┌─ MATERIALS PROVIDED

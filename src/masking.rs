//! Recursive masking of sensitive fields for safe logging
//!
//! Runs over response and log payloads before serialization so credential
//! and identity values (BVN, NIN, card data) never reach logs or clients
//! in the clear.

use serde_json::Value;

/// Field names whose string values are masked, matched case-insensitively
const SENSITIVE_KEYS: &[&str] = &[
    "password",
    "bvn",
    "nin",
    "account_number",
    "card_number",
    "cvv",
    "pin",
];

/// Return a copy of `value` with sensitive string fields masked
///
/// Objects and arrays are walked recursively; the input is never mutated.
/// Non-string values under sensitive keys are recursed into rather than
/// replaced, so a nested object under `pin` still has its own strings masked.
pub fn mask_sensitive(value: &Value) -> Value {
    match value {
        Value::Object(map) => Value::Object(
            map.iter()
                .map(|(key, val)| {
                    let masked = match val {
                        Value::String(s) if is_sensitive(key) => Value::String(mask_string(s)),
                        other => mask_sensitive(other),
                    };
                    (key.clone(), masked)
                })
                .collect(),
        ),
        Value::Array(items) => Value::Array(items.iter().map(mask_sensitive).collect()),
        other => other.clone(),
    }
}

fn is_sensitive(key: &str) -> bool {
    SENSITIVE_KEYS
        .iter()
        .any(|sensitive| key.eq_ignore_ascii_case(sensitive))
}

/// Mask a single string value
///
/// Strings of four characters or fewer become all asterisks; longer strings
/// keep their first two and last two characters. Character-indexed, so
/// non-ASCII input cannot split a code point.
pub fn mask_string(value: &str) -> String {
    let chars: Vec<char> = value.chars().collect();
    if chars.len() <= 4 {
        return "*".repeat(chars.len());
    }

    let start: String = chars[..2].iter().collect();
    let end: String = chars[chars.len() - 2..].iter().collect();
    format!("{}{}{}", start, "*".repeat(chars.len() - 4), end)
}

└─

* _HOW TO COMPLETE THIS TASK_
Begin with the line above that has "is never mutated." and continue through the line that has "asterisks; longer strings", setting each one down exactly. Stop there.

* _OUTPUT FOR THIS EXERCISE_
/// Objects and arrays are walked recursively; the input is never mutated.
/// Non-string values under sensitive keys are recursed into rather than
/// replaced, so a nested object under `pin` still has its own strings masked.
pub fn mask_sensitive(value: &Value) -> Value {
    match value {
        Value::Object(map) => Value::Object(
            map.iter()
                .map(|(key, val)| {
                    let masked = match val {
                        Value::String(s) if is_sensitive(key) => Value::String(mask_string(s)),
                        other => mask_sensitive(other),
                    };
                    (key.clone(), masked)
                })
                .collect(),
        ),
        Value::Array(items) => Value::Array(items.iter().map(mask_sensitive).collect()),
        other => other.clone(),
    }
}

fn is_sensitive(key: &str) -> bool {
    SENSITIVE_KEYS
        .iter()
        .any(|sensitive| key.eq_ignore_ascii_case(sensitive))
}

/// Mask a single string value
///
/// Strings of four characters or fewer become all asterisks; longer strings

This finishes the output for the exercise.